El almuerzo que rompió mi familia
—¿Por qué está tan callado Luis? —me pregunté mientras removía el caldo en la cocina, con el aroma del laurel y el pollo llenando el pequeño piso de Chamberí. Había puesto la mesa con la vajilla de porcelana que heredé de mi madre, coloqué flores frescas en el centro y hasta horneé la tarta de manzana favorita de Carmen. Quería que todo fuera perfecto, como si la perfección pudiera tapar las grietas que sentía crecer en mi familia.
Cuando llamaron al timbre, mi corazón dio un vuelco. Luis entró primero, con esa mirada ausente que últimamente no lograba descifrar. Carmen le seguía, forzando una sonrisa que no llegaba a los ojos. Nos abrazamos, pero sentí el frío en sus gestos.
—Mamá, huele a gloria —dijo Carmen, intentando sonar alegre.
—Gracias, hija. Hoy quería que estuviéramos juntos, como antes —respondí, ocultando mi inquietud tras una sonrisa.
Durante el primer plato, las conversaciones fueron superficiales: el trabajo de Luis en la gestoría, los turnos de Carmen en el hospital, el tráfico en la Castellana. Pero los silencios pesaban más que las palabras. Yo intentaba llenar los huecos:
—¿Os acordáis de aquel verano en Benidorm? Cuando casi perdemos a Luis en la playa…
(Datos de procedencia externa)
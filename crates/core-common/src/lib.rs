//! Shared domain types for the event-processing runtime.
//!
//! Every other crate in the workspace depends on this one for the handful of
//! types that cross component boundaries: the `Event` itself, its `Priority`,
//! the snapshot types each component publishes, and structured logging setup.

pub mod logging;

use serde::{Deserialize, Serialize};
use std::time::Duration;

/// Event priority. Higher numeric value sorts first in the queue.
#[derive(Debug, Clone, Copy, PartialEq, Eq, PartialOrd, Ord, Hash, Serialize, Deserialize)]
#[serde(rename_all = "camelCase")]
pub enum Priority {
    Low = 25,
    Normal = 50,
    High = 75,
    Critical = 100,
}

impl Priority {
    pub fn value(self) -> u8 {
        self as u8
    }
}

impl Default for Priority {
    fn default() -> Self {
        Priority::Normal
    }
}

/// The immutable unit flowing through the pipeline.
///
/// `payload` is opaque to the core; only `id`, `priority`, and the
/// timestamps are inspected by the queue and balancer.
#[derive(Debug, Clone, Serialize, Deserialize)]
#[serde(rename_all = "camelCase")]
pub struct Event {
    pub id: String,
    pub enqueued_at: chrono::DateTime<chrono::Utc>,
    pub priority: Priority,
    pub payload: bytes::Bytes,
    #[serde(default)]
    pub retry_count: u32,
}

impl Event {
    pub fn new(id: impl Into<String>, priority: Priority, payload: bytes::Bytes) -> Self {
        Self {
            id: id.into(),
            enqueued_at: chrono::Utc::now(),
            priority,
            payload,
            retry_count: 0,
        }
    }

    pub fn age(&self) -> chrono::Duration {
        chrono::Utc::now() - self.enqueued_at
    }
}

/// Outcome of handing an event to a `Processor`.
#[derive(Debug, Clone, PartialEq, Eq)]
pub enum ProcessingOutcome {
    Success,
    RetryableFailure(String),
    PermanentFailure(String),
}

/// Snapshot of `EventQueue` state, recomputed on demand.
#[derive(Debug, Clone, Default, Serialize, Deserialize)]
#[serde(rename_all = "camelCase")]
pub struct QueueMetrics {
    pub current_size: u64,
    pub max_size: u64,
    pub total_enqueued: u64,
    pub total_dequeued: u64,
    pub total_dead_lettered: u64,
    pub total_dropped: u64,
    pub avg_wait_time_ms: f64,
    pub enqueue_rate: f64,
    pub dequeue_rate: f64,
    pub events_being_processed: u64,
    pub dead_letter_size: u64,
    pub utilization_percent: f64,
}

/// Lifecycle status of a processing instance, independent of its health.
#[derive(Debug, Clone, Copy, PartialEq, Eq, Serialize, Deserialize)]
#[serde(rename_all = "SCREAMING_SNAKE_CASE")]
pub enum InstanceStatus {
    Starting,
    Running,
    Draining,
    Stopped,
}

/// Health verdict assigned by the `HealthMonitor`.
#[derive(Debug, Clone, Copy, PartialEq, Eq, Serialize, Deserialize)]
#[serde(rename_all = "SCREAMING_SNAKE_CASE")]
pub enum HealthStatus {
    Healthy,
    Degraded,
    Unhealthy,
    Unknown,
}

impl Default for HealthStatus {
    fn default() -> Self {
        HealthStatus::Unknown
    }
}

/// Live metrics reported by or about a processing instance.
///
/// All rates are computed over a rolling window (default 60s, see
/// `core-health`'s probe loop for the producer of this type).
#[derive(Debug, Clone, Serialize, Deserialize)]
#[serde(rename_all = "camelCase")]
pub struct InstanceMetrics {
    pub cpu_percent: f64,
    pub memory_percent: f64,
    pub error_rate: f64,
    pub avg_response_time_ms: f64,
    pub queue_depth: u64,
    pub events_processed_per_second: f64,
    pub timestamp: chrono::DateTime<chrono::Utc>,
}

impl Default for InstanceMetrics {
    fn default() -> Self {
        Self {
            cpu_percent: 0.0,
            memory_percent: 0.0,
            error_rate: 0.0,
            avg_response_time_ms: 0.0,
            queue_depth: 0,
            events_processed_per_second: 0.0,
            timestamp: chrono::Utc::now(),
        }
    }
}

/// Percentile/avg/min/max summary over a window of duration samples.
#[derive(Debug, Clone, Serialize, Deserialize)]
#[serde(rename_all = "camelCase")]
pub struct ProcessingTimeMetrics {
    pub avg_ms: f64,
    pub min_ms: u64,
    pub max_ms: u64,
    pub p50_ms: u64,
    pub p95_ms: u64,
    pub p99_ms: u64,
    pub sample_count: u64,
}

impl Default for ProcessingTimeMetrics {
    fn default() -> Self {
        Self {
            avg_ms: 0.0,
            min_ms: 0,
            max_ms: 0,
            p50_ms: 0,
            p95_ms: 0,
            p99_ms: 0,
            sample_count: 0,
        }
    }
}

impl ProcessingTimeMetrics {
    /// Compute avg/min/max/percentiles from raw millisecond durations.
    /// `durations` need not be pre-sorted.
    pub fn from_durations(durations: &[u64]) -> Self {
        if durations.is_empty() {
            return Self::default();
        }
        let mut sorted = durations.to_vec();
        sorted.sort_unstable();

        let sum: u64 = sorted.iter().sum();
        let count = sorted.len() as u64;

        Self {
            avg_ms: sum as f64 / count as f64,
            min_ms: sorted[0],
            max_ms: sorted[sorted.len() - 1],
            p50_ms: percentile(&sorted, 50.0),
            p95_ms: percentile(&sorted, 95.0),
            p99_ms: percentile(&sorted, 99.0),
            sample_count: count,
        }
    }
}

/// Nearest-rank percentile over already-sorted data.
pub fn percentile(sorted: &[u64], p: f64) -> u64 {
    if sorted.is_empty() {
        return 0;
    }
    if sorted.len() == 1 {
        return sorted[0];
    }
    let idx = (p / 100.0 * (sorted.len() - 1) as f64).round() as usize;
    sorted[idx.min(sorted.len() - 1)]
}

/// Reason an event was moved to the dead letter area, or a circuit/queue
/// rejection surfaced to a caller. Named by kind rather than by the type
/// that raised it, so components can log/count them uniformly.
#[derive(Debug, Clone, Copy, PartialEq, Eq, Serialize, Deserialize)]
#[serde(rename_all = "snake_case")]
pub enum FailureReason {
    Expired,
    QueueFull,
    NoCapacity,
    ProcessingRetryable,
    ProcessingPermanent,
    Cancelled,
}

impl std::fmt::Display for FailureReason {
    fn fmt(&self, f: &mut std::fmt::Formatter<'_>) -> std::fmt::Result {
        let s = match self {
            FailureReason::Expired => "expired",
            FailureReason::QueueFull => "queue_full",
            FailureReason::NoCapacity => "no_capacity",
            FailureReason::ProcessingRetryable => "processing_retryable",
            FailureReason::ProcessingPermanent => "processing_permanent",
            FailureReason::Cancelled => "cancelled",
        };
        f.write_str(s)
    }
}

/// Convert a millisecond count to a `Duration`, saturating rather than
/// panicking on overflow (config values are operator-supplied).
pub fn ms(millis: u64) -> Duration {
    Duration::from_millis(millis)
}

/// A cooperative cancellation signal shared between a caller and whatever
/// blocking call it hands the token to (queue dequeue, pool handle
/// acquisition, health probes). Cloning shares the same underlying signal.
#[derive(Clone)]
pub struct CancelToken {
    notify: std::sync::Arc<tokio::sync::Notify>,
    cancelled: std::sync::Arc<std::sync::atomic::AtomicBool>,
}

impl CancelToken {
    pub fn new() -> Self {
        Self {
            notify: std::sync::Arc::new(tokio::sync::Notify::new()),
            cancelled: std::sync::Arc::new(std::sync::atomic::AtomicBool::new(false)),
        }
    }

    pub fn cancel(&self) {
        self.cancelled.store(true, std::sync::atomic::Ordering::SeqCst);
        self.notify.notify_waiters();
    }

    pub fn is_cancelled(&self) -> bool {
        self.cancelled.load(std::sync::atomic::Ordering::SeqCst)
    }

    /// Resolves once `cancel()` has been called. Resolves immediately if
    /// already cancelled.
    pub async fn cancelled(&self) {
        if self.is_cancelled() {
            return;
        }
        self.notify.notified().await;
    }
}

impl Default for CancelToken {
    fn default() -> Self {
        Self::new()
    }
}

#[cfg(test)]
mod tests {
    use super::*;

    #[test]
    fn priority_ordering_is_numeric() {
        assert!(Priority::Critical > Priority::High);
        assert!(Priority::High > Priority::Normal);
        assert!(Priority::Normal > Priority::Low);
    }

    #[test]
    fn percentile_matches_known_values() {
        let sorted: Vec<u64> = (1..=10).collect();
        assert_eq!(percentile(&sorted, 50.0), 6);
        assert_eq!(percentile(&sorted, 0.0), 1);
        assert_eq!(percentile(&sorted, 100.0), 10);
    }

    #[test]
    fn processing_time_metrics_from_empty_is_default() {
        let m = ProcessingTimeMetrics::from_durations(&[]);
        assert_eq!(m.sample_count, 0);
    }
}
Luis sonrió apenas, pero Carmen bajó la mirada. Sentí un nudo en el estómago.
Fue al servir la tarta cuando Luis dejó el tenedor sobre el plato y me miró fijamente.
—Mamá, tenemos que decirte algo importante.
Carmen asintió, apretando las manos sobre la falda.
—Vamos a divorciarnos —dijo Luis, sin rodeos.
El silencio fue absoluto. El reloj del salón marcaba las cinco y cuarto. Sentí que el aire se volvía denso, irrespirable.
—¿Cómo? Pero… ¿por qué? —balbuceé, mirando a ambos.
—No funciona, mamá. Llevamos meses intentándolo —Luis hablaba rápido, como si quisiera terminar cuanto antes—. No somos felices juntos.
Carmen se secó una lágrima.
—No quiero hacerte daño, pero no puedo seguir fingiendo —susurró.
Me levanté despacio y fui a la ventana. Madrid seguía su vida ahí fuera: niños jugando en la plaza, una pareja discutiendo por una bolsa de la compra. ¿Cómo podía el mundo seguir igual cuando el mío se desmoronaba?
—¿Y ahora qué? —pregunté sin girarme.
Luis se aclaró la voz.
—Queremos pedirte algo… complicado. Sabemos que esto te afecta, pero necesitamos saber si vas a estar de mi lado o del de Carmen.
Me giré bruscamente.
—¿Cómo podéis pedirme eso? Sois mi familia los dos…
Carmen sollozó.
—Tu apoyo significa mucho para mí. No tengo a nadie más en Madrid…
Luis apretó los labios.
—Pero eres mi madre. Necesito que estés conmigo en esto.
Sentí que me arrancaban por dentro. Recordé cuando Carmen llegó a nuestra vida: tan joven, tan sola en una ciudad extraña. Cómo la acogí como a una hija. Y ahora mi propio hijo me pedía elegir entre él y ella.
La tarde se volvió un desfile de reproches velados y súplicas mudas. Luis me acusó de proteger demasiado a Carmen; Carmen insinuó que siempre puse a Luis por delante de todo. Yo solo quería volver atrás, a cuando éramos felices los tres en la mesa del domingo.
Al final se marcharon cada uno por su lado. La casa quedó en silencio, solo el eco de sus voces flotando entre las paredes. Me senté junto a la ventana y lloré hasta quedarme vacía.
Esa noche no dormí. Pensé en todas las madres que han tenido que elegir entre sangre y corazón. ¿Es justo pedirle eso a una madre? ¿Cómo se reconstruye una familia rota?
Hoy sigo sin respuesta. Luis me llama menos; Carmen ha dejado de escribirme mensajes cariñosos. La mesa del comedor sigue puesta para tres, como si esperara un milagro.
A veces me pregunto: ¿Qué haríais vosotros en mi lugar? ¿Se puede querer igual a dos personas cuando te obligan a elegir?